I am going to lie awake, unable to push my fear aside. From infancy it took me a long time to fall asleep, so I have an arsenal of tactics for calming my mind and relaxing and finally sleeping, but they have abandoned me. This one I cannot push aside as I pushed aside even the 2016 election—on all but two awful nights—and my father’s death.
About that. We are coming up on the first anniversary of my beloved father’s death and I cannot see my mother. No, more than that. We are coming up on the first anniversary of my beloved father’s death and I fear for my also-beloved mother.
We are coming up on my son’s fourth birthday and I have gone from fretting over how we were going to tell him his birthday party had to be canceled to, after reading articles like this and this, fearing that I won’t be there for his next one. I have no risk factors that I know of, but still, there’s the fear.

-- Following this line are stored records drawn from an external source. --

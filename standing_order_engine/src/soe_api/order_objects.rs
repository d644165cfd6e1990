use std::fmt::Display;

use serde::{Deserialize, Serialize};

use crate::db_types::{ChangesMap, OrderCycleId, OrderId, OrderState, ShopId, StandingOrderId};

#[derive(Debug, Clone, Default, Serialize, Deserialize)]
#[serde(deny_unknown_fields)]
pub struct OrderQueryFilter {
    pub order_id: Option<OrderId>,
    pub order_cycle_id: Option<OrderCycleId>,
    pub shop_id: Option<ShopId>,
    pub standing_order_id: Option<StandingOrderId>,
    /// `Some(true)` only matches orders generated from a standing order, `Some(false)` only ad-hoc orders.
    pub linked_to_standing_order: Option<bool>,
    /// `Some(true)` only matches orders without a completion timestamp, `Some(false)` only completed orders.
    pub incomplete: Option<bool>,
    pub states: Option<Vec<OrderState>>,
}

impl OrderQueryFilter {
    pub fn with_order_id(mut self, order_id: OrderId) -> Self {
        self.order_id = Some(order_id);
        self
    }

    pub fn with_order_cycle(mut self, order_cycle_id: OrderCycleId) -> Self {
        self.order_cycle_id = Some(order_cycle_id);
        self
    }

    pub fn with_shop(mut self, shop_id: ShopId) -> Self {
        self.shop_id = Some(shop_id);
        self
    }

    pub fn with_standing_order(mut self, standing_order_id: StandingOrderId) -> Self {
        self.standing_order_id = Some(standing_order_id);
        self
    }

    pub fn linked_to_standing_order(mut self, linked: bool) -> Self {
        self.linked_to_standing_order = Some(linked);
        self
    }

    pub fn incomplete(mut self) -> Self {
        self.incomplete = Some(true);
        self
    }

    pub fn completed(mut self) -> Self {
        self.incomplete = Some(false);
        self
    }

    pub fn with_state(mut self, state: OrderState) -> Self {
        let mut states = self.states.take().unwrap_or_default();
        states.push(state);
        self.states = Some(states);
        self
    }

    pub fn is_empty(&self) -> bool {
        self.order_id.is_none() &&
            self.order_cycle_id.is_none() &&
            self.shop_id.is_none() &&
            self.standing_order_id.is_none() &&
            self.linked_to_standing_order.is_none() &&
            self.incomplete.is_none() &&
            self.states.as_ref().map(|s| s.is_empty()).unwrap_or(true)
    }
}

impl Display for OrderQueryFilter {
    fn fmt(&self, f: &mut std::fmt::Formatter<'_>) -> std::fmt::Result {
        if self.is_empty() {
            return write!(f, "No filters.");
        }
        writeln!(f, "Filters:")?;
        if let Some(id) = &self.order_id {
            writeln!(f, "order_id: {id}. ")?;
        }
        if let Some(id) = &self.order_cycle_id {
            writeln!(f, "order_cycle_id: {id}. ")?;
        }
        if let Some(id) = &self.shop_id {
            writeln!(f, "shop_id: {id}. ")?;
        }
        if let Some(id) = &self.standing_order_id {
            writeln!(f, "standing_order_id: {id}. ")?;
        }
        if let Some(linked) = self.linked_to_standing_order {
            writeln!(f, "linked_to_standing_order: {linked}. ")?;
        }
        if let Some(incomplete) = self.incomplete {
            writeln!(f, "incomplete: {incomplete}. ")?;
        }
        if let Some(states) = &self.states {
            let states = states.iter().map(|s| s.to_string()).collect::<Vec<String>>().join(",");
            writeln!(f, "states: {states}. ")?;
        }
        Ok(())
    }
}

/// An order that the placement job completed.
#[derive(Debug, Clone, PartialEq, Eq)]
pub struct PlacedOrder {
    pub order_id: OrderId,
    pub number: String,
    pub changes: ChangesMap,
    /// `false` if the order was placed, but the placement email could not be dispatched.
    pub notified: bool,
}

/// An order that the placement job could not complete, and why.
#[derive(Debug, Clone, PartialEq, Eq)]
pub struct SkippedOrder {
    pub order_id: OrderId,
    pub number: String,
    pub reason: String,
}

/// The result of one run of the placement job for an order cycle.
#[derive(Debug, Clone, Default, PartialEq, Eq)]
pub struct PlacementSummary {
    pub order_cycle_id: Option<OrderCycleId>,
    pub placed: Vec<PlacedOrder>,
    pub skipped: Vec<SkippedOrder>,
}

impl PlacementSummary {
    pub fn new(order_cycle_id: OrderCycleId) -> Self {
        Self { order_cycle_id: Some(order_cycle_id), ..Default::default() }
    }

    pub fn processed_count(&self) -> usize {
        self.placed.len() + self.skipped.len()
    }

    pub fn placed_count(&self) -> usize {
        self.placed.len()
    }

    pub fn skipped_count(&self) -> usize {
        self.skipped.len()
    }

    /// Placed orders that had at least one line item capped.
    pub fn capped_count(&self) -> usize {
        self.placed.iter().filter(|p| !p.changes.is_empty()).count()
    }

    /// Placed orders whose placement email could not be dispatched.
    pub fn unnotified_count(&self) -> usize {
        self.placed.iter().filter(|p| !p.notified).count()
    }

    pub fn is_placed(&self, order_id: OrderId) -> bool {
        self.placed.iter().any(|p| p.order_id == order_id)
    }

    pub fn is_skipped(&self, order_id: OrderId) -> bool {
        self.skipped.iter().any(|s| s.order_id == order_id)
    }
}

impl Display for PlacementSummary {
    fn fmt(&self, f: &mut std::fmt::Formatter<'_>) -> std::fmt::Result {
        let cycle = self.order_cycle_id.map(|c| c.to_string()).unwrap_or_else(|| "-".into());
        write!(
            f,
            "Order cycle {cycle}: {} processed, {} placed ({} capped, {} not notified), {} skipped",
            self.processed_count(),
            self.placed_count(),
            self.capped_count(),
            self.unnotified_count(),
            self.skipped_count()
        )
    }
}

I am telling my son again and again about the Irish potato famine—he keeps asking, kids are weird—focusing on how the reason the potato blight was so deadly was because the economy was so unequal and people were so poor, and I am thinking about how much more deadly disasters are when people are living on the knife’s edge, as too many are here and now.
I am thinking about how over the past year I have canceled most of one vacation because my father died, canceled another because we were having his memorial service, abandoned plans for another because my cat was dying, and am now canceling another because of a global pandemic.
I am lucky. Check that: I am ridiculously privileged. We both have our jobs, still, and we have a home and savings. We have a place to go outside. Because I read Mark Sumner’s work, I stocked up starting in February. I am still afraid of what’s to come.
I am moving forward. There’s more news to write about. We need to go out and get some fresh air and sunshine, when the sun shines. We need to figure out the best way to divide our current food into meals and find the best way to get more food delivered when we need it. We need to try to be there to keep our son happy when he has lost so much of the fun in his life. We need to look around and figure out how best to support people who have less than we do. There is always, always more news to write about.